──────── Data listing ────────

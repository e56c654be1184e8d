//! Configuration types with compiled-in defaults.
//!
//! Every field has a serde default so a partial (or empty) config file is
//! valid. Unknown keys are ignored for forward compatibility; unknown enum
//! values are rejected by deserialization.

use bridge_core::types::CodeSeverity;
use serde::{Deserialize, Serialize};

// ─────────────────────────────────────────────────────────────────────────────
// Enums
// ─────────────────────────────────────────────────────────────────────────────

/// Reasoning effort passed through to the reviewer model.
#[derive(Clone, Copy, Debug, Default, PartialEq, Eq, Serialize, Deserialize)]
#[serde(rename_all = "lowercase")]
pub enum ReasoningEffort {
    Low,
    #[default]
    Medium,
    High,
}

impl ReasoningEffort {
    /// Wire representation handed to the vendor SDK.
    #[must_use]
    pub fn as_str(self) -> &'static str {
        match self {
            Self::Low => "low",
            Self::Medium => "medium",
            Self::High => "high",
        }
    }
}

/// Default depth for plan reviews.
#[derive(Clone, Copy, Debug, Default, PartialEq, Eq, Serialize, Deserialize)]
#[serde(rename_all = "lowercase")]
pub enum PlanDepth {
    Quick,
    #[default]
    Thorough,
}

impl PlanDepth {
    #[must_use]
    pub fn as_str(self) -> &'static str {
        match self {
            Self::Quick => "quick",
            Self::Thorough => "thorough",
        }
    }
}

// ─────────────────────────────────────────────────────────────────────────────
// Per-kind defaults
// ─────────────────────────────────────────────────────────────────────────────

/// Defaults applied to plan reviews when the request omits them.
#[derive(Clone, Debug, Default, PartialEq, Serialize, Deserialize)]
pub struct PlanDefaults {
    /// Focus areas injected into the plan prompt.
    #[serde(default)]
    pub focus: Vec<String>,
    /// Review depth.
    #[serde(default)]
    pub depth: PlanDepth,
}

/// Defaults applied to code reviews.
#[derive(Clone, Debug, Default, PartialEq, Serialize, Deserialize)]
pub struct CodeDefaults {
    /// Review criteria injected into the code prompt.
    #[serde(default)]
    pub criteria: Vec<String>,
    /// Whether the prompt insists on test coverage for changed code.
    #[serde(default)]
    pub require_tests: bool,
}

/// Defaults applied to precommit reviews.
#[derive(Clone, Debug, PartialEq, Serialize, Deserialize)]
pub struct PrecommitDefaults {
    /// Severities at or above which a finding blocks the commit.
    #[serde(default = "default_block_on")]
    pub block_on: Vec<CodeSeverity>,
}

fn default_block_on() -> Vec<CodeSeverity> {
    vec![CodeSeverity::Critical, CodeSeverity::Major]
}

impl Default for PrecommitDefaults {
    fn default() -> Self {
        Self {
            block_on: default_block_on(),
        }
    }
}

// ─────────────────────────────────────────────────────────────────────────────
// Top-level config
// ─────────────────────────────────────────────────────────────────────────────

/// Immutable bridge configuration, read once at startup.
#[derive(Clone, Debug, PartialEq, Serialize, Deserialize)]
pub struct BridgeConfig {
    /// Reviewer model name.
    #[serde(default = "default_model_name")]
    pub model_name: String,
    /// Reasoning effort for the reviewer.
    #[serde(default)]
    pub reasoning_effort: ReasoningEffort,
    /// Per-turn wall-clock deadline in seconds.
    #[serde(default = "default_timeout_seconds")]
    pub timeout_seconds: u64,
    /// Chunk budget in estimated tokens.
    #[serde(default = "default_max_chunk_tokens")]
    pub max_chunk_tokens: usize,
    /// Project background injected into every prompt.
    #[serde(default)]
    pub project_context: String,
    /// Plan review defaults.
    #[serde(default)]
    pub plan: PlanDefaults,
    /// Code review defaults.
    #[serde(default)]
    pub code: CodeDefaults,
    /// Precommit review defaults.
    #[serde(default)]
    pub precommit: PrecommitDefaults,
}

fn default_model_name() -> String {
    "gpt-5-codex".to_owned()
}

fn default_timeout_seconds() -> u64 {
    300
}

fn default_max_chunk_tokens() -> usize {
    8000
}

impl Default for BridgeConfig {
    fn default() -> Self {
        Self {
            model_name: default_model_name(),
            reasoning_effort: ReasoningEffort::default(),
            timeout_seconds: default_timeout_seconds(),
            max_chunk_tokens: default_max_chunk_tokens(),
            project_context: String::new(),
            plan: PlanDefaults::default(),
            code: CodeDefaults::default(),
            precommit: PrecommitDefaults::default(),
        }
    }
}

impl BridgeConfig {
    /// Semantic constraints serde cannot express.
    pub(crate) fn validate(&self) -> Result<(), String> {
        if self.timeout_seconds == 0 {
            return Err("timeout_seconds must be a positive integer".into());
        }
        if self.max_chunk_tokens == 0 {
            return Err("max_chunk_tokens must be a positive integer".into());
        }
        Ok(())
    }
}

// ─────────────────────────────────────────────────────────────────────────────
// Tests
// ─────────────────────────────────────────────────────────────────────────────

────────

**Exercise instructions**
Return a word-for-word copy of the lines from the beginning of the listing to the line holding "rejected by deserialization.", both kept.

**Result of the exercise**
repository e56c654be1184e8d
//! Configuration types with compiled-in defaults.
//!
//! Every field has a serde default so a partial (or empty) config file is
//! valid. Unknown keys are ignored for forward compatibility; unknown enum
//! values are rejected by deserialization.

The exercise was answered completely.